Bu tedhiş, katliam ve “muharebe” olaylarının artık neredeyse “normalleştiği” görülüyor. Bunların yanı sıra, Mahşerin Dört Atlısı da dünyada kol gezmekte. Yani, eski bir deyişle 32 kısım tekmili birden “tefrika halinde” sürüp giden bir Dünya Savaşı’ndan söz edilebilir. Ya da, daha yenilikçiyseniz,  bir Dünya Savaşı “Mini Dizisi”nden.

Kuşbakışı bir göz atalım: Türkiye’nin güney komşusu Suriye 3 küsur yıllık iç savaş cehenneminde 220 binin üzerinde insan kaybetti, nüfusunun yarısı yerini yurdunu terketti. Ülke, sağlık ve eğitim sistemleri, moral ve değer sistemleri, tarihi, kültürü, ekonomisi ve tüm kurumları ile tam bir çöküş halinde. En azından bir neslin mahvolduğu kesin. Yeryüzünün, üzerinde hâlâ yaşanan en eski kentlerinden biri olan Halep’ten hükümet güçleri ile muhalif gruplar arasında korkunç çatışma ve ölüm haberleri peş peşe gelmekte.

Kobane’den sonra Tel Abyad’ın da IŞİD’e (DAEŞ) kaptırılmaması ve bu sayede Suriye Kürtlerinin bölgede güç, moral ve prestijlerinin artması olasılığı üzerine Türk Silahlı Kuvvetleri’nin sınıra asker-silah yığınağı yapması ve Suriye’ye “olası” müdahalesi tartışılıyor. Bununsa Kürt, Türk, Arap ve diğer binbir millet için büyük tehlikeler (“geri dönüşü olmayan yol”, sonsuz çatışma ortamı, uluslararası suç vb.) barındırdığı konusunda önde gelen analistlerin pek çok yorumları oldu. Biz yalnızca Noam Chomsky’nin yorumuna kulak verelim:
“Böyle bir operasyon, gerçekleştirilmesi durumunda IŞİD’in vahşi güçlerine karşı hayatlarını korumak için savaşan Rojava halklarına çok ciddi zararlar verecektir[...] Böyle bir hareketin ileride Türkiye’ye ne kadar zarar vereceğini kestirmek güç [...]
“Suriye’ye böyle bir operasyon yapmak suç teşkil eden bir girişim olur. Operasyon yapılırsa, umarım tüm dünya tarafından lanetlenir.” (Rudaw, 5 Temmuz 2015)

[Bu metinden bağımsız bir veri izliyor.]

impl InterpolationManager {
    pub fn new() -> Self {
        InterpolationManager {
            buffers: HashMap::new(),
            render_time: 0,
            delay: INTERPOLATION_DELAY_MS,
            initialized: false,
        }
    }

    pub fn is_initialized(&self) -> bool {
        self.initialized
    }

    /// Anchors the render clock `delay` ms behind the given server time.
    pub fn initialize(&mut self, server_time: i64) {
        self.render_time = server_time - self.delay;
        self.initialized = true;
        debug!(
            "interpolation initialized: render time {} ({} ms behind server)",
            self.render_time, self.delay
        );
    }

    pub fn render_time(&self) -> i64 {
        self.render_time
    }

    pub fn delay(&self) -> i64 {
        self.delay
    }

    /// Adjusts the delay (clamped to `[50, 200]` ms), shifting the render
    /// clock so the currently displayed instant does not jump.
    pub fn set_delay(&mut self, delay_ms: i64) {
        let clamped = delay_ms.clamp(MIN_DELAY_MS, MAX_DELAY_MS);
        if clamped != self.delay {
            self.render_time -= clamped - self.delay;
            self.delay = clamped;
        }
    }

    /// Advances the render clock by wall `dt` and prunes stale snapshots.
    pub fn update(&mut self, dt: f32) {
        if !self.initialized {
            return;
        }
        self.render_time += (dt * 1000.0) as i64;
        for buffer in self.buffers.values_mut() {
            buffer.cleanup(self.render_time, self.delay);
        }
    }

    pub fn add_snapshot(&mut self, entity_id: u32, snapshot: EntitySnapshot) {
        self.buffers
            .entry(entity_id)
            .or_default()
            .add_snapshot(snapshot);
    }

    pub fn state_of(&mut self, entity_id: u32) -> Option<InterpolatedState> {
        let render_time = self.render_time;
        self.buffers.get_mut(&entity_id)?.state_at(render_time)
    }

    pub fn latest_snapshot(&self, entity_id: u32) -> Option<&EntitySnapshot> {
        self.buffers.get(&entity_id)?.latest()
    }

    pub fn remove_entity(&mut self, entity_id: u32) {
        self.buffers.remove(&entity_id);
    }

    pub fn entity_count(&self) -> usize {
        self.buffers.len()
    }

    pub fn buffered_snapshots(&self) -> usize {
        self.buffers.values().map(|b| b.len()).sum()
    }

    pub fn clear(&mut self) {
        self.buffers.clear();
        self.render_time = 0;
        self.initialized = false;
    }
}

#[cfg(test)]
mod tests {
    use super::*;
    use assert_approx_eq::assert_approx_eq;

    fn snapshot(ts: i64, x: f32) -> EntitySnapshot {
        EntitySnapshot::new(ts, Vec2::new(x, 0.0), 0.0, 0.0, MoveFlags::default())
    }

    #[test]
    fn single_snapshot_is_returned_verbatim() {
        let mut buffer = EntityInterpolationBuffer::new();
        buffer.add_snapshot(snapshot(100, 42.0));
        let state = buffer.state_at(250).unwrap();
        assert_eq!(state.position.x, 42.0);
        assert!(!state.was_extrapolated);
    }

    #[test]
    fn empty_buffer_yields_none() {
        let mut buffer = EntityInterpolationBuffer::new();
        assert!(buffer.state_at(100).is_none());
    }

    #[test]
    fn midpoint_interpolation_is_linear_in_position() {
        let mut buffer = EntityInterpolationBuffer::new();
        buffer.add_snapshot(snapshot(100, 0.0));
        buffer.add_snapshot(snapshot(200, 100.0));
        let state = buffer.state_at(150).unwrap();
        assert_approx_eq!(state.position.x, 50.0, 1e-3);
        assert!(!state.was_extrapolated);
    }

    #[test]
    fn snapshots_stay_sorted_under_out_of_order_insertion() {
        let mut buffer = EntityInterpolationBuffer::new();
        buffer.add_snapshot(snapshot(300, 3.0));
        buffer.add_snapshot(snapshot(100, 1.0));
        buffer.add_snapshot(snapshot(200, 2.0));
        let times: Vec<i64> = buffer.snapshots.iter().map(|s| s.timestamp).collect();
        assert_eq!(times, vec![100, 200, 300]);
    }

    #[test]
    fn duplicate_timestamp_replaces_entry() {
        let mut buffer = EntityInterpolationBuffer::new();
        buffer.add_snapshot(snapshot(100, 1.0));
        buffer.add_snapshot(snapshot(100, 9.0));
        assert_eq!(buffer.len(), 1);
        assert_eq!(buffer.latest().unwrap().position.x, 9.0);
    }

    #[test]
    fn buffer_is_capped_at_sixty_four() {
        let mut buffer = EntityInterpolationBuffer::new();
        for i in 0..100 {
            buffer.add_snapshot(snapshot(i * 10, i as f32));
        }
        assert_eq!(buffer.len(), MAX_BUFFER_SIZE);
        assert_eq!(buffer.oldest_timestamp(), Some(360));
    }

    #[test]
    fn derived_velocity_matches_position_delta() {
        let mut buffer = EntityInterpolationBuffer::new();
        buffer.add_snapshot(snapshot(0, 0.0));
        buffer.add_snapshot(snapshot(100, 10.0)); // 10 units / 0.1 s
        assert_approx_eq!(buffer.latest().unwrap().velocity.x, 100.0, 1e-3);
    }

    #[test]
    fn derived_velocity_is_clamped() {
        let mut buffer = EntityInterpolationBuffer::new();
        buffer.add_snapshot(snapshot(0, 0.0));
        buffer.add_snapshot(snapshot(100, 1000.0)); // would be 10000 u/s
        assert_approx_eq!(buffer.latest().unwrap().velocity.length(), 500.0, 1e-2);
    }

    #[test]
    fn large_gaps_produce_zero_velocity() {
        let mut buffer = EntityInterpolationBuffer::new();
        buffer.add_snapshot(snapshot(0, 0.0));
        buffer.add_snapshot(snapshot(301, 100.0));
        assert_eq!(buffer.latest().unwrap().velocity, Vec2::ZERO);
    }

    #[test]
    fn extrapolation_projects_on_velocity_and_is_capped() {
        let mut buffer = EntityInterpolationBuffer::new();
        buffer.add_snapshot(snapshot(100, 0.0));
        buffer.add_snapshot(snapshot(200, 10.0)); // 100 u/s

        // 50 ms past the newest snapshot.
        let state = buffer.state_at(250).unwrap();
        assert!(state.was_extrapolated);
        assert_approx_eq!(state.position.x, 15.0, 1e-3);

        // Far past: projection stops at the 100 ms cap.
        let state = buffer.state_at(1000).unwrap();
        assert_approx_eq!(state.position.x, 20.0, 1e-3);
    }

    #[test]
    fn barrel_rotation_is_never_extrapolated() {
        let mut buffer = EntityInterpolationBuffer::new();
        let mut a = snapshot(100, 0.0);
        a.body_rotation = 0.0;
        a.barrel_rotation = 10.0;
        let mut b = snapshot(200, 10.0);
        b.body_rotation = 90.0;
        b.barrel_rotation = 200.0;
        buffer.add_snapshot(a);
        buffer.add_snapshot(b);

        let state = buffer.state_at(260).unwrap();
        assert!(state.was_extrapolated);
        // Body keeps turning on angular velocity; barrel holds.
        assert_approx_eq!(state.barrel_rotation, 200.0, 1e-3);
        assert!(state.body_rotation != 90.0);
    }

    #[test]
    fn blend_back_eases_from_extrapolated_pose() {
        let mut buffer = EntityInterpolationBuffer::new();
        buffer.add_snapshot(snapshot(100, 0.0));
        buffer.add_snapshot(snapshot(200, 100.0)); // 1000 -> clamped 500 u/s

        // Overshoot: extrapolated to 100 + 500 * 0.05 = 125 at t=250.
        let extrapolated = buffer.state_at(250).unwrap();
        assert!(extrapolated.was_extrapolated);

        // Fresh snapshot arrives; render time still near the overshoot.
        buffer.add_snapshot(snapshot(260, 130.0));
        let blended = buffer.state_at(255).unwrap();
        assert!(!blended.was_extrapolated);

        // Pure interpolation at t=255 sits at 127.5; the early blend keeps
        // the result pulled toward the cached extrapolated pose at 125.
        let pure = {
            let mut fresh = EntityInterpolationBuffer::new();
            fresh.add_snapshot(snapshot(200, 100.0));
            fresh.add_snapshot(snapshot(260, 130.0));
            fresh.state_at(255).unwrap().position.x
        };
        assert!(blended.position.x < pure);
        assert!(blended.position.x >= 125.0 - 1e-3);
    }

    #[test]
    fn cleanup_keeps_at_least_two_snapshots() {
        let mut buffer = EntityInterpolationBuffer::new();
        buffer.add_snapshot(snapshot(0, 0.0));
        buffer.add_snapshot(snapshot(10, 1.0));
        buffer.add_snapshot(snapshot(20, 2.0));
        buffer.cleanup(100_000, INTERPOLATION_DELAY_MS);
        assert_eq!(buffer.len(), 2);
    }

    #[test]
    fn angle_interpolation_takes_shortest_path() {
        // 350 -> 10 should pass through 0, not 180.
        let mid = interpolate_angle(350.0, 10.0, 0.5);
        assert!(mid < 20.0 || mid > 340.0, "got {}", mid);

        // Endpoints are exact.
        assert_approx_eq!(interpolate_angle(350.0, 10.0, 0.0), 350.0, 1e-3);
        assert_approx_eq!(interpolate_angle(350.0, 10.0, 1.0), 10.0, 1e-3);
    }

    #[test]
    fn manager_render_clock_trails_server_time() {
        let mut manager = InterpolationManager::new();
        manager.initialize(10_000);
        assert_eq!(manager.render_time(), 10_000 - INTERPOLATION_DELAY_MS);

        manager.update(0.5);
        assert_eq!(manager.render_time(), 10_400);
    }

    #[test]
    fn manager_delay_is_clamped_and_shifts_render_time() {
        let mut manager = InterpolationManager::new();
        manager.initialize(10_000);
        manager.set_delay(500);
        assert_eq!(manager.delay(), MAX_DELAY_MS);
        assert_eq!(manager.render_time(), 10_000 - INTERPOLATION_DELAY_MS - 100);

        manager.set_delay(0);
        assert_eq!(manager.delay(), MIN_DELAY_MS);
    }

    #[test]
    fn manager_tracks_entities_independently() {
        let mut manager = InterpolationManager::new();
        manager.initialize(1000);
        manager.add_snapshot(1, snapshot(900, 1.0));
        manager.add_snapshot(2, snapshot(900, 2.0));
        assert_eq!(manager.entity_count(), 2);
        assert_eq!(manager.state_of(1).unwrap().position.x, 1.0);
        manager.remove_entity(1);
        assert!(manager.state_of(1).is_none());
        assert_eq!(manager.entity_count(), 1);
    }
}
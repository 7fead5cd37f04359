//! # Shared Simulation Library
//!
//! Everything both the authoritative server and the predicting client must
//! agree on, byte for byte and unit for unit:
//!
//! - **World geometry** ([`world`]): the playable/movement/spawn rectangles
//!   and the validators applied to every value that crosses the network.
//! - **Wire protocol** ([`protocol`]): the tagged message set and its
//!   little-endian codec. Encode and decode are exact inverses; malformed
//!   datagrams surface as a [`protocol::DecodeError`] and are dropped.
//! - **Sequencing and quality tracking** ([`tracking`]): duplicate and
//!   out-of-order detection plus RTT/jitter/loss statistics, reused
//!   symmetrically on both ends.
//! - **Entity state** ([`entities`]): plain value types for tanks, enemies
//!   and bullets whose constructors and setters enforce the simulation
//!   invariants (normalized rotations, clamped health, id partition).
//! - **Time** ([`time`]): the millisecond wall clock both nodes stamp
//!   messages with; simulation types take an injectable clock for tests.
//!
//! Keeping this crate deterministic and I/O-free is what makes client-side
//! prediction work: the client replays inputs through exactly the code the
//! server runs.

pub mod entities;
pub mod protocol;
pub mod time;
pub mod tracking;
pub mod world;
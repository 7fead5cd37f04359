//! Server binary: binds the authoritative server and drives its tick loop.

use clap::Parser;
use log::{error, info};
use server::game::{GameServer, ServerConfig, DEFAULT_PORT};
use std::time::{Duration, Instant};
use tokio::io::{AsyncBufReadExt, BufReader};
use tokio::time::interval;

#[derive(Parser, Debug)]
#[clap(author, version, about = "Authoritative arena-tank server")]
struct Args {
    /// UDP port to listen on
    #[clap(short, long, default_value_t = DEFAULT_PORT, value_parser = clap::value_parser!(u16).range(1024..))]
    port: u16,

    /// Simulation tick rate in Hz
    #[clap(short, long, default_value_t = 60)]
    tick_rate: u32,

    /// RNG seed for spawns and AI (random worlds differ per seed)
    #[clap(short, long, default_value_t = 0)]
    seed: u64,
}

#[tokio::main]
async fn main() {
    env_logger::init();
    if std::env::var("RUST_LOG").is_err() {
        eprintln!("Note: set RUST_LOG=info to see server logs");
    }

    let args = Args::parse();
    let config = ServerConfig {
        port: args.port,
        seed: args.seed,
        ..ServerConfig::default()
    };

    let mut server = match GameServer::bind(config) {
        Ok(s) => s,
        Err(e) => {
            error!("failed to start server on port {}: {}", args.port, e);
            std::process::exit(-1);
        }
    };

    let tick = Duration::from_secs_f64(1.0 / args.tick_rate.max(1) as f64);
    info!("tick rate {} Hz ({:?} per tick); type 'quit' to stop", args.tick_rate, tick);

    let mut ticker = interval(tick);
    let mut lines = BufReader::new(tokio::io::stdin()).lines();
    let mut last_tick = Instant::now();
    let mut stdin_open = true;

    loop {
        tokio::select! {
            _ = ticker.tick() => {
                let now = Instant::now();
                let dt = now.duration_since(last_tick).as_secs_f32();
                last_tick = now;
                server.update(dt);
            }
            line = lines.next_line(), if stdin_open => {
                match line {
                    Ok(Some(cmd)) if cmd.trim() == "quit" => break,
                    Ok(Some(_)) => info!("unknown command; type 'quit' to stop"),
                    // stdin closed: keep serving headless.
                    Ok(None) => stdin_open = false,
                    Err(e) => {
                        error!("stdin error: {}", e);
                        stdin_open = false;
                    }
                }
            }
        }
    }

    server.stop();
}
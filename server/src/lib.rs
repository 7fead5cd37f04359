//! # Authoritative Server Library
//!
//! The server owns the canonical world: player tanks, AI enemies, bullets,
//! scores and lifecycles. Clients predict, but whatever this crate computes
//! is the truth they converge to.
//!
//! ## Module Organization
//!
//! - [`game`]: the [`game::GameServer`] tick pipeline. Ingest validated
//!   client datagrams, simulate players/enemies/bullets, resolve collisions,
//!   separation, death and respawn, broadcast snapshots, reap idle clients.
//! - [`enemy`]: the per-enemy AI state machine (idle/patrol/chase/attack/
//!   retreat) with steering, boundary avoidance, burst fire and accuracy
//!   spread.
//!
//! ## Design Notes
//!
//! The server core is a single-threaded state machine over a non-blocking
//! UDP socket; the binary drives [`game::GameServer::update`] from its own
//! tick loop. Randomness (spawns, waypoints, spread, respawn placement)
//! comes from one seeded RNG so a given seed replays the same world, and
//! the wall clock is injectable for deterministic tests.

pub mod enemy;
pub mod game;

Öte yandan, en yoksul Arap ülkesi olan Yemen’de ABD ve Mısır destekli Suudi bombardımanları, karadan ve denizden ablukası ile İran destekli Husi’lerin gıda ambargosu arasında sıkışan sivil nüfusun yüzde 80’i, yani 19 milyon insan, büyük bir kıtlığın, yani açlık ve susuzluktan kırılmanın eşiğinde. Ayrıca Aden, çok yakında dünyanın suyu biten ilk başkenti “unvanına” sahip olabilir.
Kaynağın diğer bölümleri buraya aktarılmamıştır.